//! YAML to JSON conversion.
//!
//! Declarations are written in YAML but schemas and payloads are JSON.
//! Declarations use only the JSON-compatible subset of YAML; tags are
//! dropped and scalar mapping keys are stringified, so `200:` and `"200":`
//! both become the key `"200"`.

use serde_json::Value;

use crate::error::SchemaError;

/// Convert a `serde_yaml::Value` to a `serde_json::Value`.
pub fn yaml_to_json(yaml: &serde_yaml::Value) -> Result<Value, SchemaError> {
    match yaml {
        serde_yaml::Value::Null => Ok(Value::Null),
        serde_yaml::Value::Bool(b) => Ok(Value::Bool(*b)),
        serde_yaml::Value::Number(n) => number_to_json(n),
        serde_yaml::Value::String(s) => Ok(Value::String(s.clone())),
        serde_yaml::Value::Sequence(seq) => seq
            .iter()
            .map(yaml_to_json)
            .collect::<Result<Vec<_>, _>>()
            .map(Value::Array),
        serde_yaml::Value::Mapping(map) => {
            let mut object = serde_json::Map::with_capacity(map.len());
            for (k, v) in map {
                object.insert(key_to_string(k)?, yaml_to_json(v)?);
            }
            Ok(Value::Object(object))
        }
        serde_yaml::Value::Tagged(tagged) => yaml_to_json(&tagged.value),
    }
}

/// Render a scalar YAML mapping key as a JSON object key.
pub fn key_to_string(key: &serde_yaml::Value) -> Result<String, SchemaError> {
    match key {
        serde_yaml::Value::String(s) => Ok(s.clone()),
        serde_yaml::Value::Number(n) => Ok(n.to_string()),
        serde_yaml::Value::Bool(b) => Ok(b.to_string()),
        serde_yaml::Value::Tagged(tagged) => key_to_string(&tagged.value),
        other => Err(SchemaError::Conversion(format!(
            "unsupported YAML map key: {other:?}"
        ))),
    }
}

fn number_to_json(n: &serde_yaml::Number) -> Result<Value, SchemaError> {
    if let Some(i) = n.as_i64() {
        Ok(Value::from(i))
    } else if let Some(u) = n.as_u64() {
        Ok(Value::from(u))
    } else if let Some(f) = n.as_f64() {
        serde_json::Number::from_f64(f)
            .map(Value::Number)
            .ok_or_else(|| SchemaError::Conversion(format!("cannot represent {f} in JSON")))
    } else {
        Err(SchemaError::Conversion(format!("unsupported YAML number: {n:?}")))
    }
}
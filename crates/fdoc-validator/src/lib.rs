//! # fdoc-validator — Exchange Validation
//!
//! Checks recorded HTTP exchanges against a loaded fdoc model.
//!
//! ```text
//! Exchange ─► resolve endpoint ─► check status ─► validate bodies ─► decide
//!                  │                   │
//!                  ▼                   ▼
//!          EndpointNotFound   UndocumentedResponseCode (always fails)
//! ```
//!
//! - [`Validator`] runs the pipeline and returns a [`Verdict`].
//! - [`DecisionHook`] lets the embedding application choose what passes.
//!   [`DefaultPolicy`] passes documented, schema-valid exchanges.
//! - [`Verdict::into_result`] turns a failed verdict into a
//!   [`ValidationFailure`] for callers that want `?`.
//!
//! ## Crate Policy
//!
//! - Validation is a pure function of the model and the exchange.
//! - An undocumented response code is never overridable.
//! - A failing or panicking hook never aborts validation.

pub mod config;
pub mod decision;
pub mod error;
pub mod exchange;
pub mod validator;
pub mod verdict;

pub use config::ValidatorConfig;
pub use decision::{AdvisoryPolicy, DecisionFacts, DecisionHook, DefaultPolicy, HookError};
pub use error::ValidationFailure;
pub use exchange::Exchange;
pub use validator::Validator;
pub use verdict::{BodyKind, Diagnostic, Outcome, Verdict};
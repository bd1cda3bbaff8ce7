//! Model configuration.
//!
//! One explicit value passed into model construction and validation in
//! place of process-wide settings. Defaults match the conventional layout
//! (`docs/fdoc`, no versioning). Override via environment variables or
//! the `with_*` builders.

use std::path::PathBuf;
use std::str::FromStr;

use serde::{Deserialize, Serialize};

use crate::error::ConfigError;

/// Default location of the fdoc tree, relative to the working directory.
pub const DEFAULT_SERVICE_PATH: &str = "docs/fdoc";

/// What an absent schema accepts.
#[derive(Debug, Clone, Copy, PartialEq, Eq, Default, Serialize, Deserialize)]
#[serde(rename_all = "kebab-case")]
pub enum AbsentSchemaPolicy {
    /// No schema declared: any body, present or not, is accepted.
    #[default]
    AcceptAny,
    /// No schema declared: only a missing or `null` body is accepted.
    RequireEmpty,
}

impl FromStr for AbsentSchemaPolicy {
    type Err = String;

    fn from_str(s: &str) -> Result<Self, Self::Err> {
        match s.trim() {
            "accept-any" => Ok(Self::AcceptAny),
            "require-empty" => Ok(Self::RequireEmpty),
            other => Err(format!(
                "expected 'accept-any' or 'require-empty', got {other:?}"
            )),
        }
    }
}

/// Configuration for loading and validating an fdoc tree.
#[derive(Debug, Clone, PartialEq, Eq, Serialize, Deserialize)]
pub struct FdocConfig {
    /// Root of the fdoc tree.
    pub service_path: PathBuf,
    /// Whether immediate subdirectories of the root are versions.
    pub versions_support: bool,
    /// Handling of bodies checked against an undeclared schema.
    pub absent_schema_policy: AbsentSchemaPolicy,
}

impl Default for FdocConfig {
    fn default() -> Self {
        Self {
            service_path: PathBuf::from(DEFAULT_SERVICE_PATH),
            versions_support: false,
            absent_schema_policy: AbsentSchemaPolicy::default(),
        }
    }
}

impl FdocConfig {
    /// Load configuration from environment variables.
    ///
    /// Variables:
    /// - `FDOC_SERVICE_PATH` (default: `docs/fdoc`)
    /// - `FDOC_VERSIONS`: `1`/`true`/`yes`/`on` or `0`/`false`/`no`/`off` (default: off)
    /// - `FDOC_ABSENT_SCHEMA`: `accept-any` or `require-empty` (default: `accept-any`)
    pub fn from_env() -> Result<Self, ConfigError> {
        Self::from_lookup(|var| std::env::var(var).ok())
    }

    /// Load configuration through an arbitrary variable lookup.
    pub fn from_lookup<F>(lookup: F) -> Result<Self, ConfigError>
    where
        F: Fn(&str) -> Option<String>,
    {
        let mut config = Self::default();

        if let Some(path) = lookup("FDOC_SERVICE_PATH").filter(|p| !p.trim().is_empty()) {
            config.service_path = PathBuf::from(path);
        }

        if let Some(raw) = lookup("FDOC_VERSIONS") {
            config.versions_support = parse_flag(&raw).ok_or_else(|| ConfigError::InvalidValue {
                var: "FDOC_VERSIONS".to_string(),
                value: raw.clone(),
                reason: "expected 1/true/yes/on or 0/false/no/off".to_string(),
            })?;
        }

        if let Some(raw) = lookup("FDOC_ABSENT_SCHEMA") {
            config.absent_schema_policy =
                raw.parse().map_err(|reason| ConfigError::InvalidValue {
                    var: "FDOC_ABSENT_SCHEMA".to_string(),
                    value: raw.clone(),
                    reason,
                })?;
        }

        Ok(config)
    }

    /// Set the root of the fdoc tree.
    pub fn with_service_path(mut self, path: impl Into<PathBuf>) -> Self {
        self.service_path = path.into();
        self
    }

    /// Enable or disable version subdirectories.
    pub fn with_versions(mut self, versions_support: bool) -> Self {
        self.versions_support = versions_support;
        self
    }

    /// Set the absent-schema policy.
    pub fn with_absent_schema_policy(mut self, policy: AbsentSchemaPolicy) -> Self {
        self.absent_schema_policy = policy;
        self
    }
}

fn parse_flag(raw: &str) -> Option<bool> {
    match raw.trim().to_ascii_lowercase().as_str() {
        "1" | "true" | "yes" | "on" => Some(true),
        "0" | "false" | "no" | "off" | "" => Some(false),
        _ => None,
    }
}
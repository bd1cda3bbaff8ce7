//! # fdoc-core — Foundational Types for fdoc
//!
//! Shared primitives for the fdoc document model: the load-time error
//! taxonomy, the explicit configuration object, HTTP verbs, slug
//! derivation and version ordering. Every other crate in the workspace
//! depends on `fdoc-core`; it depends on nothing internal.
//!
//! ## Crate Policy
//!
//! - No dependencies on other `fdoc-*` crates (this is the leaf of the DAG).
//! - No `unsafe` code.
//! - No `panic!()` or `.unwrap()` outside tests.
//! - No process-wide mutable state: configuration travels as a value.

pub mod config;
pub mod error;
pub mod method;
pub mod slug;
pub mod version;

// Re-export primary types for ergonomic imports.
pub use config::{AbsentSchemaPolicy, FdocConfig, DEFAULT_SERVICE_PATH};
pub use error::{ConfigError, FdocError, FdocResult};
pub use method::{HttpMethod, UnknownMethod};
pub use slug::slug_of;
pub use version::{natural_cmp, sort_versions};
* * * * * * *
PROBLEM ->
Lines that contain the string "Declarations" should be copied from the material above.

RESPONSE FOR THIS EXERCISE ->
//! Declarations are written in YAML but schemas and payloads are JSON.
//! Declarations use only the JSON-compatible subset of YAML; tags are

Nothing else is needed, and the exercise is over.